Symptoms of Anxiety-Induced Chest Pain
Symptoms can vary a great deal from person to person, and from occurrence to occurrence. They may occur in one spot persistently, or they may migrate. Sometimes they are accompanied by other anxiety sensations, and sometimes not. The pain is often described as a:
- stabbing pressure
- dull ache
- burning sensation
- shooting pain
- sharp pain
Anxiety-Induced or Heart Condition/Heart Attack?
Here are the key differences between anxiety chest pain and pain due to heart conditions and heart attack:
- Anxiety chest pain typically occurs while resting, whereas cardiac chest pain typically occurs while or is exacerbated by being active.
- Anxiety chest pain often appears quickly and then fades rapidly (3 – 10 min), whereas cardiac chest pain often starts slowly and builds in intensity.

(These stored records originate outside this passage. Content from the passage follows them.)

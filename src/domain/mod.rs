//! Domain layer: entities and tree algebra
//!
//! This layer is independent of external concerns (no I/O, no CLI, no config loading).

pub mod attachment;
pub mod entities;
pub mod error;
pub mod history;
pub mod links;
pub mod sample;
pub mod table;
pub mod tree;

pub use attachment::{format_size, IncomingFile};
pub use entities::*;
pub use error::{DomainError, DomainResult};
pub use sample::{sample_forest, sample_forests};
pub use tree::{
    filter_documents, find_node, flatten_documents, forest_to_tree, insert_child, node_ids,
    parent_of, remove_node, subtree_ids, update_node, DocumentFilter, TreeNodeConvert,
};
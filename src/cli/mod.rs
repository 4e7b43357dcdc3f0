//! CLI layer: argument parsing and command dispatch

pub mod args;
pub mod commands;
pub mod error;
pub mod output;
pub mod session;

pub use args::{Cli, Commands};
pub use error::{CliError, CliResult};
pub use session::{Session, SessionCommand};
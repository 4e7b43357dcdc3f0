//! Application-level errors (wraps domain errors)

use thiserror::Error;

use crate::domain::{Direction, DomainError};

/// Application errors wrap domain errors and add store-level context.
#[derive(Error, Debug)]
pub enum ApplicationError {
    #[error("{0}")]
    Domain(#[from] DomainError),

    #[error("node not found in {direction}: {id}")]
    NodeNotFound { id: String, direction: Direction },

    #[error("not a folder: {0}")]
    NotAFolder(String),

    #[error("not a document: {0}")]
    NotADocument(String),

    #[error("node id already in use: {0}")]
    DuplicateId(String),

    #[error("document id cannot change: {id} became {changed}")]
    IdChanged { id: String, changed: String },

    #[error("no add dialog is open")]
    NoDialog,

    #[error("no node is being renamed")]
    NotRenaming,

    #[error("config error: {message}")]
    Config { message: String },
}

/// Result type for application layer operations.
pub type ApplicationResult<T> = Result<T, ApplicationError>;
//! kbase: in-memory knowledge base of folder/document trees, one per direction.

pub mod application;
pub mod cli;
pub mod config;
pub mod domain;
pub mod exitcode;
pub mod infrastructure;
pub mod util;
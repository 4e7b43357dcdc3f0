//! CLI argument definitions using clap

use std::path::PathBuf;

use clap::{ArgAction, Parser, Subcommand, ValueHint};

use crate::domain::{Direction, DocumentType};

/// In-memory knowledge base: folder/document trees per direction
#[derive(Parser, Debug)]
#[command(name = "kbase")]
#[command(author, version, about, long_about = None)]
#[command(propagate_version = true)]
pub struct Cli {
    /// Debug output, repeat for more (-d info, -dd debug, -ddd trace)
    #[arg(short, long, action = ArgAction::Count, global = true)]
    pub debug: u8,

    /// Config file layered over the global config
    #[arg(long, global = true, env = "KBASE_CONFIG", value_hint = ValueHint::FilePath)]
    pub config: Option<PathBuf>,

    #[command(subcommand)]
    pub command: Option<Commands>,
}

#[derive(Subcommand, Debug)]
pub enum Commands {
    /// Show the folder tree of a direction
    Tree {
        /// Direction (safe-city, transport); default from config
        #[arg(short = 'D', long)]
        direction: Option<Direction>,
    },

    /// List documents, optionally filtered
    Docs {
        /// Direction (safe-city, transport); default from config
        #[arg(short = 'D', long)]
        direction: Option<Direction>,
        /// Only documents of this type
        #[arg(short, long)]
        section: Option<DocumentType>,
        /// Case-insensitive match on name, tags and text
        query: Option<String>,
    },

    /// Show one folder or document
    Show {
        /// Node id
        id: String,
        /// Direction (safe-city, transport); default from config
        #[arg(short = 'D', long)]
        direction: Option<Direction>,
    },

    /// Run session commands from stdin against an in-memory store
    Session {
        /// Starting direction; default from config
        #[arg(short = 'D', long)]
        direction: Option<Direction>,
    },

    /// Manage settings
    Config {
        #[command(subcommand)]
        command: ConfigCommands,
    },

    /// Generate shell completions
    Completion {
        /// Shell type
        #[arg(value_enum)]
        shell: clap_complete::Shell,
    },
}

#[derive(Subcommand, Debug)]
pub enum ConfigCommands {
    /// Show merged config
    Show,

    /// Show config paths
    Path,

    /// Create global config template
    Init {
        /// Overwrite an existing file
        #[arg(short, long)]
        force: bool,
    },
}
//! Write Coalescer Port
//!
//! Decides when a submitted snapshot actually reaches the backend.

use crate::error::Result;
use crate::value_objects::{LifecycleState, Snapshot};
use async_trait::async_trait;
use serde::{Deserialize, Serialize};

/// Write coalescer statistics
#[derive(Debug, Clone, Copy, Default, PartialEq, Eq, Serialize, Deserialize)]
pub struct CoalescerStats {
    /// Snapshots accepted by `submit`
    pub accepted: u64,
    /// Snapshots superseded by a newer one before reaching the backend
    pub coalesced: u64,
    /// Snapshots dropped inside a debounce window
    pub suppressed: u64,
    /// Snapshots written to the backend
    pub flushed: u64,
    /// Submissions refused (full queue or closed store)
    pub rejected: u64,
    /// Backend writes that failed
    pub failed: u64,
    /// Snapshots waiting for the next flush
    pub pending: u64,
}

impl CoalescerStats {
    /// Create empty statistics
    pub fn new() -> Self {
        Self::default()
    }

    /// Fraction of accepted snapshots that did not cost a backend write
    pub fn savings_ratio(&self) -> f64 {
        if self.accepted == 0 {
            return 0.0;
        }
        (self.coalesced + self.suppressed) as f64 / self.accepted as f64
    }
}

/// Write coalescing strategy
///
/// # Implementations
///
/// - **Batched**: bounded queue drained by a periodic background flush,
///   last write per identifier wins, full flush on shutdown
/// - **Debounce**: synchronous writes, at most one per identifier per window
#[async_trait]
pub trait WriteCoalescer: Send + Sync + std::fmt::Debug {
    /// Hand a snapshot to the coalescer
    async fn submit(&self, snapshot: Snapshot) -> Result<()>;

    /// Stop accepting normal traffic and persist what is pending
    ///
    /// Idempotent. Returns once every pending snapshot was written or
    /// reported as failed.
    async fn shutdown(&self) -> Result<()>;

    /// Current statistics
    fn stats(&self) -> CoalescerStats;

    /// Current lifecycle phase
    fn lifecycle_state(&self) -> LifecycleState;

    /// Strategy name (e.g., "batched", "debounce")
    fn strategy_name(&self) -> &str;
}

- Anxiety chest pain is often described as being sharp/stabbing, whereas cardiac chest pain is often described as a heavy pressure (e.g. elephant sitting on your chest).
- Anxiety chest pain typically stays within the chest, whereas cardiac chest pain often moves to other areas such as arm, shoulder or jaw.

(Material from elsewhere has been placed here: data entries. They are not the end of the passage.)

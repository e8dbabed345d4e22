//! Configuration management
//!
//! Store settings are loaded by [`loader::ConfigLoader`] from defaults, an
//! optional TOML file and `KVSTATE__*` environment variables.

pub mod loader;
pub mod types;

pub use loader::ConfigLoader;
pub use types::{
    BackendConfig, BackendProvider, CoalescingConfig, CoalescingStrategy, FullQueuePolicy,
    LoggingConfig, StoreConfig, ValidationConfig,
};
//! # kvstate - Provider Implementations
//!
//! Implementations of the backend and gateway ports defined in
//! `kvstate-domain`.
//!
//! ## Provider Categories
//!
//! | Category | Port | Implementations |
//! |----------|------|-----------------|
//! | Backend | `KeyValueBackend` | InMemory, Redis |
//! | Gateway | `StateGateway` | TableGateway |
//!
//! ## Feature Flags
//!
//! ```toml
//! [dependencies]
//! kvstate-providers = { version = "0.1", features = ["backend-redis"] }
//! ```

// Re-export kvstate-domain types commonly used with providers
pub use kvstate_domain::error::{Error, Result};
pub use kvstate_domain::ports::{KeyValueBackend, StateGateway};

/// Key-value backend implementations
pub mod backend;

/// Record gateway implementations
pub mod gateway;

pub use gateway::TableGateway;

If you are experiencing frequent chest pain and it is causing you concern, the most important first step is to visit your doctor and rule out any heart conditions. You must be confident that your heart is healthy to overcome non-cardiac chest pin. Any uncertainty as to the source of your chest pain will only become an additional source of anxiety, likely worsening your symptoms.
After learning from your doctor that your heart is healthy, symptoms should begin to recede gradually. It can take days, weeks and sometimes even months for recurring episodes to subside . The key at this stage is to disengage from thoughts about chest pain – the less attention you pay, the faster they will go away.
Further steps can be taken to reduce levels of stress and anxiety, helping bring your symptoms under control and preventing recurrence.
- Exercise (particularly aerobic exercise) has been shown repeatedly in studies to reduce levels of stress and anxiety.
- Meditation is a reliable and effective means to reduce stress levels and promote relaxation. Mindfulness meditation can help to increase awareness and control over thought patterns, allowing one to overcome anxiety at the root of the issue.
- Medication may be helpful for some individuals in the sort-term, however it is generally a poor long-term solution due to side effects and risk of dependency, tolerance and withdrawal upon cessation.
Finally, if you are experiencing non-cardiac chest pain know that you are not alone. In one study out of Northern Ireland, 58.7% of all chest pain presentations at an emergency department resulted in a non-cardiac diagnosis. This is extremely common, having affected even the author of this article. Understanding the nature of this type of chest pain will help ease your mind when experiencing it. In time, you may find you rarely if ever experience these sensations anymore.